The 110-page white paper, written by Brown University undergraduate Maddock Thomas and published as part of RWU's Public Rail Now campaign, argues that U.S. railroad corporations such as BNSF, Union Pacific, Norfolk Southern, and CSX have failed on safety, workers' rights, service, electrification, and expanding capacity to meet rising freight demand.
Instead of using profits to invest in critical infrastructure, the railroads have lined shareholder pockets with dividends and buybacks, Thomas wrote, advocating for a public system where that money could be spent to improve safety and decarbonize freight transport, among other goals.
Thomas M. Hanna, research director at the Democracy Collaborative, called for democratic, public ownership of railroads in a Public Rail Now statement.
"At a time when we need it most, our nation's rail system is in disarray," Hanna said. "Dominated by a small group of giant for-profit companies, it is imperiling the health and safety of workers and communities, providing poor service for customers, abandoning growth and development, and stalling the expansion of passenger rail services."

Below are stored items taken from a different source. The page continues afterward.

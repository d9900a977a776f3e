//! Command Table
//!
//! The static list of commands the proxy understands. Each entry says how
//! many arguments the command takes, whether the proxy answers it itself or
//! forwards it, and which argument is the routing key.
//!
//! ## Arity
//!
//! Arity counts the command name, Redis style:
//!
//! - `N > 0`: exactly N arguments (`GET key` is 2)
//! - `-N`: at least N arguments (`SET key value [EX s]` is -3)
//!
//! Commands that accept several keys in Redis (`DEL`, `EXISTS`, `MGET`,
//! `UNLINK`) are listed with an exact arity of 2. Their keys could live on
//! different shards and the proxy does not merge replies.

use std::collections::HashMap;
use std::sync::OnceLock;

/// Where a command is handled.
#[derive(Debug, Clone, Copy, PartialEq, Eq)]
pub enum CommandKind {
    /// Answered by the proxy.
    Local,
    /// Sent to the backend owning the routing key.
    Forward,
}

/// One row of the command table.
#[derive(Debug, Clone, Copy, PartialEq, Eq)]
pub struct CommandSpec {
    /// Lower-case command name
    pub name: &'static str,
    pub arity: i32,
    pub kind: CommandKind,
    /// Position of the routing key in the argument list (forwarded only)
    pub key_index: usize,
}

impl CommandSpec {
    const fn local(name: &'static str, arity: i32) -> Self {
        Self {
            name,
            arity,
            kind: CommandKind::Local,
            key_index: 0,
        }
    }

    const fn forward(name: &'static str, arity: i32) -> Self {
        Self {
            name,
            arity,
            kind: CommandKind::Forward,
            key_index: 1,
        }
    }

    /// Checks an argument count (command name included) against the arity.
    pub fn accepts(&self, argc: usize) -> bool {
        let argc = argc as i64;
        let arity = i64::from(self.arity);
        if arity >= 0 {
            argc == arity
        } else {
            argc >= -arity
        }
    }
}

#[rustfmt::skip]
const COMMANDS: &[CommandSpec] = &[
    // Proxy
    CommandSpec::local("ping", -1),
    CommandSpec::local("echo", 2),
    CommandSpec::local("info", -1),
    CommandSpec::local("command", -1),
    CommandSpec::local("time", 1),
    CommandSpec::local("quit", 1),

    // Strings
    CommandSpec::forward("get", 2),
    CommandSpec::forward("set", -3),
    CommandSpec::forward("setnx", 3),
    CommandSpec::forward("setex", 4),
    CommandSpec::forward("psetex", 4),
    CommandSpec::forward("getset", 3),
    CommandSpec::forward("getdel", 2),
    CommandSpec::forward("append", 3),
    CommandSpec::forward("strlen", 2),
    CommandSpec::forward("incr", 2),
    CommandSpec::forward("incrby", 3),
    CommandSpec::forward("incrbyfloat", 3),
    CommandSpec::forward("decr", 2),
    CommandSpec::forward("decrby", 3),
    CommandSpec::forward("getrange", 4),
    CommandSpec::forward("setrange", 4),
    CommandSpec::forward("mget", 2),

    // Keys
    CommandSpec::forward("del", 2),
    CommandSpec::forward("unlink", 2),
    CommandSpec::forward("exists", 2),
    CommandSpec::forward("type", 2),
    CommandSpec::forward("expire", 3),
    CommandSpec::forward("pexpire", 3),
    CommandSpec::forward("expireat", 3),
    CommandSpec::forward("pexpireat", 3),
    CommandSpec::forward("ttl", 2),
    CommandSpec::forward("pttl", 2),
    CommandSpec::forward("persist", 2),

    // Lists
    CommandSpec::forward("lpush", -3),
    CommandSpec::forward("rpush", -3),
    CommandSpec::forward("lpushx", -3),
    CommandSpec::forward("rpushx", -3),
    CommandSpec::forward("lpop", -2),
    CommandSpec::forward("rpop", -2),
    CommandSpec::forward("llen", 2),
    CommandSpec::forward("lindex", 3),
    CommandSpec::forward("lrange", 4),
    CommandSpec::forward("lset", 4),
    CommandSpec::forward("lrem", 4),
    CommandSpec::forward("ltrim", 4),
    CommandSpec::forward("linsert", 5),

    // Hashes
    CommandSpec::forward("hset", -4),
    CommandSpec::forward("hsetnx", 4),
    CommandSpec::forward("hget", 3),
    CommandSpec::forward("hmset", -4),
    CommandSpec::forward("hmget", -3),
    CommandSpec::forward("hdel", -3),
    CommandSpec::forward("hexists", 3),
    CommandSpec::forward("hlen", 2),
    CommandSpec::forward("hkeys", 2),
    CommandSpec::forward("hvals", 2),
    CommandSpec::forward("hgetall", 2),
    CommandSpec::forward("hincrby", 4),
    CommandSpec::forward("hincrbyfloat", 4),
    CommandSpec::forward("hstrlen", 3),

    // Sets
    CommandSpec::forward("sadd", -3),
    CommandSpec::forward("srem", -3),
    CommandSpec::forward("smembers", 2),
    CommandSpec::forward("sismember", 3),
    CommandSpec::forward("scard", 2),
    CommandSpec::forward("spop", -2),
    CommandSpec::forward("srandmember", -2),

    // Sorted sets
    CommandSpec::forward("zadd", -4),
    CommandSpec::forward("zrem", -3),
    CommandSpec::forward("zscore", 3),
    CommandSpec::forward("zincrby", 4),
    CommandSpec::forward("zcard", 2),
    CommandSpec::forward("zcount", 4),
    CommandSpec::forward("zrank", 3),
    CommandSpec::forward("zrevrank", 3),
    CommandSpec::forward("zrange", -4),
    CommandSpec::forward("zrevrange", -4),
    CommandSpec::forward("zrangebyscore", -4),
    CommandSpec::forward("zrevrangebyscore", -4),
    CommandSpec::forward("zremrangebyrank", 4),
    CommandSpec::forward("zremrangebyscore", 4),
];

fn index() -> &'static HashMap<&'static str, &'static CommandSpec> {
    static INDEX: OnceLock<HashMap<&'static str, &'static CommandSpec>> = OnceLock::new();
    INDEX.get_or_init(|| COMMANDS.iter().map(|spec| (spec.name, spec)).collect())
}

/// Looks up a command by its lower-case name.
pub fn lookup(name: &str) -> Option<&'static CommandSpec> {
    index().get(name).copied()
}

/// Every known command, in table order.
pub fn all() -> &'static [CommandSpec] {
    COMMANDS
}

"These lands were given under a promise of providing a 'public highway' operated in the public interest, a deal that today's Class 1s have inherited along with their predecessors' easements... Perhaps it is time for Congress to retake control of our public rights-of-way."
The frequency of rail accidents rose by 28% between 2013 and 2022, which many critics attribute to the Precision Scheduled Railroading system that's become the industry standard. Thomas wrote that the system prioritizes "speed over safety."
Despite the alarming trend, the industry has lobbied against safety-minded legislation such as the Railway Accountability Act proposed by senators last year following a disastrous derailment in East Palestine, Ohio. The industry pushed against reforms strongly in the year after the disaster and that lobbying has continued in recent months, according toJacobin.
The current system has led to precarity and difficulty for railway workers. The number of jobs in the industry has gone down over the last 10 years, with nearly 30% of workers having been laid off since 2015, Thomas found. Railway workers also face tough conditions, with unpredictable schedules and forced overtime—some of the subjects of a 2022 labor dispute that ended with the controversial intervention of President Joe Biden.
The white paper emphasizes the underinvestment that private rail ownership has allowed. The U.S. Department of Transportation estimates that rail freight will nearly double by 2035. This growing demand has long been understood, but not acted on. A 2008 report commissioned by the Surface Transportation Board, a federal agency, found that the aforementioned major rail companies—called "Class 1" railroads—needed to spend $135 billion by 2035 to build up infrastructure to meet incoming demand.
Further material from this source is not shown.